Instructions to follow:
Every entry must be output exactly as it was written.

--*--

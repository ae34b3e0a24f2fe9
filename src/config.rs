//! Runtime configuration.
//!
//! Everything the driver needs is carried in one [`HydrateConfig`] value
//! that is passed in at construction. The hydration engine itself never
//! sees paths.
//!
//! Loaded from an optional YAML file; every field has a default, so a file
//! only needs the settings it changes:
//!
//! ```yaml
//! data_dir: /data/gdelt/data
//! content_dir: /data/gdelt/hydrated
//! markup_dir: /data/gdelt/hydrated/html
//! concurrency: 32
//! feed:
//!   url: https://feeds.example.org/gdelt
//!   max_attempts: 20
//! ```

use crate::error::HydrateError;
use crate::feed::RetryPolicy;
use crate::hydrate::{DEFAULT_CONCURRENCY, DEFAULT_PROBE_TIMEOUT};
use serde::{Deserialize, Serialize};
use std::path::{Path, PathBuf};
use std::time::Duration;
use tracing::{info, instrument};

/// Settings for the upstream dataset feed.
#[derive(Debug, Clone, PartialEq, Eq, Deserialize, Serialize)]
#[serde(default)]
pub struct FeedConfig {
    /// Base URL to fetch daily datasets from; read from `data_dir` when unset.
    pub url: Option<String>,
    pub retry_delay_secs: u64,
    pub jitter_ms: u64,
    /// Attempts before giving up on a day; unlimited when unset.
    pub max_attempts: Option<usize>,
}

impl Default for FeedConfig {
    fn default() -> Self {
        Self {
            url: None,
            retry_delay_secs: 5,
            jitter_ms: 0,
            max_attempts: None,
        }
    }
}

impl FeedConfig {
    pub fn retry_policy(&self) -> RetryPolicy {
        RetryPolicy {
            delay: Duration::from_secs(self.retry_delay_secs),
            jitter: Duration::from_millis(self.jitter_ms),
            max_attempts: self.max_attempts,
        }
    }
}

#[derive(Debug, Clone, PartialEq, Eq, Deserialize, Serialize)]
#[serde(default)]
pub struct HydrateConfig {
    /// Where the daily `{prefix}_{day}.json` datasets live.
    pub data_dir: PathBuf,
    pub content_dir: PathBuf,
    pub markup_dir: PathBuf,
    pub corrected_dir: PathBuf,
    pub file_prefix: String,
    /// Input column holding each record's source URL.
    pub url_column: String,
    pub concurrency: usize,
    pub probe_timeout_secs: u64,
    /// Bound on the full-page downloads; `null` leaves them unbounded.
    pub fetch_timeout_secs: Option<u64>,
    pub user_agent: String,
    /// Also write `http_code` into the content table.
    pub content_includes_http_code: bool,
    pub correction_concurrency: usize,
    pub feed: FeedConfig,
}

impl Default for HydrateConfig {
    fn default() -> Self {
        Self {
            data_dir: PathBuf::from("data"),
            content_dir: PathBuf::from("hydrated"),
            markup_dir: PathBuf::from("hydrated/html"),
            corrected_dir: PathBuf::from("hydrated/http"),
            file_prefix: "IN".to_string(),
            url_column: "SOURCEURL".to_string(),
            concurrency: DEFAULT_CONCURRENCY,
            probe_timeout_secs: DEFAULT_PROBE_TIMEOUT.as_secs(),
            fetch_timeout_secs: Some(120),
            user_agent: concat!(env!("CARGO_PKG_NAME"), "/", env!("CARGO_PKG_VERSION")).to_string(),
            content_includes_http_code: false,
            correction_concurrency: 8,
            feed: FeedConfig::default(),
        }
    }
}

impl HydrateConfig {
    /// Parse a YAML document.
    pub fn from_yaml(yaml: &str) -> Result<Self, HydrateError> {
        Ok(serde_yaml::from_str(yaml)?)
    }

    /// Load from a YAML file, or fall back to defaults when `path` is `None`.
    #[instrument(level = "info", skip_all)]
    pub async fn load(path: Option<&Path>) -> Result<Self, HydrateError> {
        let Some(path) = path else {
            info!("No config file given; using defaults");
            return Ok(Self::default());
        };
        let yaml = tokio::fs::read_to_string(path).await?;
        let config = Self::from_yaml(&yaml)?;
        info!(path = %path.display(), "Loaded configuration");
        Ok(config)
    }

    pub fn probe_timeout(&self) -> Duration {
        Duration::from_secs(self.probe_timeout_secs)
    }

    pub fn fetch_timeout(&self) -> Option<Duration> {
        self.fetch_timeout_secs.map(Duration::from_secs)
    }
}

--*--

Result:
repository ae34b3e0a24f2fe9
filename src/config.rs
//! Runtime configuration.
//!
//! Everything the driver needs is carried in one [`HydrateConfig`] value
//! that is passed in at construction. The hydration engine itself never
//! sees paths.
//!
//! Loaded from an optional YAML file; every field has a default, so a file
//! only needs the settings it changes:
//!
//! ```yaml
//! data_dir: /data/gdelt/data
//! content_dir: /data/gdelt/hydrated
//! markup_dir: /data/gdelt/hydrated/html
//! concurrency: 32
//! feed:
//!   url: https://feeds.example.org/gdelt
//!   max_attempts: 20
//! ```

use crate::error::HydrateError;
use crate::feed::RetryPolicy;
use crate::hydrate::{DEFAULT_CONCURRENCY, DEFAULT_PROBE_TIMEOUT};
use serde::{Deserialize, Serialize};
use std::path::{Path, PathBuf};
use std::time::Duration;
use tracing::{info, instrument};

/// Settings for the upstream dataset feed.
#[derive(Debug, Clone, PartialEq, Eq, Deserialize, Serialize)]
#[serde(default)]
pub struct FeedConfig {
    /// Base URL to fetch daily datasets from; read from `data_dir` when unset.
    pub url: Option<String>,
    pub retry_delay_secs: u64,
    pub jitter_ms: u64,
    /// Attempts before giving up on a day; unlimited when unset.
    pub max_attempts: Option<usize>,
}

impl Default for FeedConfig {
    fn default() -> Self {
        Self {
            url: None,
            retry_delay_secs: 5,
            jitter_ms: 0,
            max_attempts: None,
        }
    }
}

impl FeedConfig {
    pub fn retry_policy(&self) -> RetryPolicy {
        RetryPolicy {
            delay: Duration::from_secs(self.retry_delay_secs),
            jitter: Duration::from_millis(self.jitter_ms),
            max_attempts: self.max_attempts,
        }
    }
}

#[derive(Debug, Clone, PartialEq, Eq, Deserialize, Serialize)]
#[serde(default)]
pub struct HydrateConfig {
    /// Where the daily `{prefix}_{day}.json` datasets live.
    pub data_dir: PathBuf,
    pub content_dir: PathBuf,
    pub markup_dir: PathBuf,
    pub corrected_dir: PathBuf,
    pub file_prefix: String,
    /// Input column holding each record's source URL.
    pub url_column: String,
    pub concurrency: usize,
    pub probe_timeout_secs: u64,
    /// Bound on the full-page downloads; `null` leaves them unbounded.
    pub fetch_timeout_secs: Option<u64>,
    pub user_agent: String,
    /// Also write `http_code` into the content table.
    pub content_includes_http_code: bool,
    pub correction_concurrency: usize,
    pub feed: FeedConfig,
}

impl Default for HydrateConfig {
    fn default() -> Self {
        Self {
            data_dir: PathBuf::from("data"),
            content_dir: PathBuf::from("hydrated"),
            markup_dir: PathBuf::from("hydrated/html"),
            corrected_dir: PathBuf::from("hydrated/http"),
            file_prefix: "IN".to_string(),
            url_column: "SOURCEURL".to_string(),
            concurrency: DEFAULT_CONCURRENCY,
            probe_timeout_secs: DEFAULT_PROBE_TIMEOUT.as_secs(),
            fetch_timeout_secs: Some(120),
            user_agent: concat!(env!("CARGO_PKG_NAME"), "/", env!("CARGO_PKG_VERSION")).to_string(),
            content_includes_http_code: false,
            correction_concurrency: 8,
            feed: FeedConfig::default(),
        }
    }
}

impl HydrateConfig {
    /// Parse a YAML document.
    pub fn from_yaml(yaml: &str) -> Result<Self, HydrateError> {
        Ok(serde_yaml::from_str(yaml)?)
    }

    /// Load from a YAML file, or fall back to defaults when `path` is `None`.
    #[instrument(level = "info", skip_all)]
    pub async fn load(path: Option<&Path>) -> Result<Self, HydrateError> {
        let Some(path) = path else {
            info!("No config file given; using defaults");
            return Ok(Self::default());
        };
        let yaml = tokio::fs::read_to_string(path).await?;
        let config = Self::from_yaml(&yaml)?;
        info!(path = %path.display(), "Loaded configuration");
        Ok(config)
    }

    pub fn probe_timeout(&self) -> Duration {
        Duration::from_secs(self.probe_timeout_secs)
    }

    pub fn fetch_timeout(&self) -> Option<Duration> {
        self.fetch_timeout_secs.map(Duration::from_secs)
    }
}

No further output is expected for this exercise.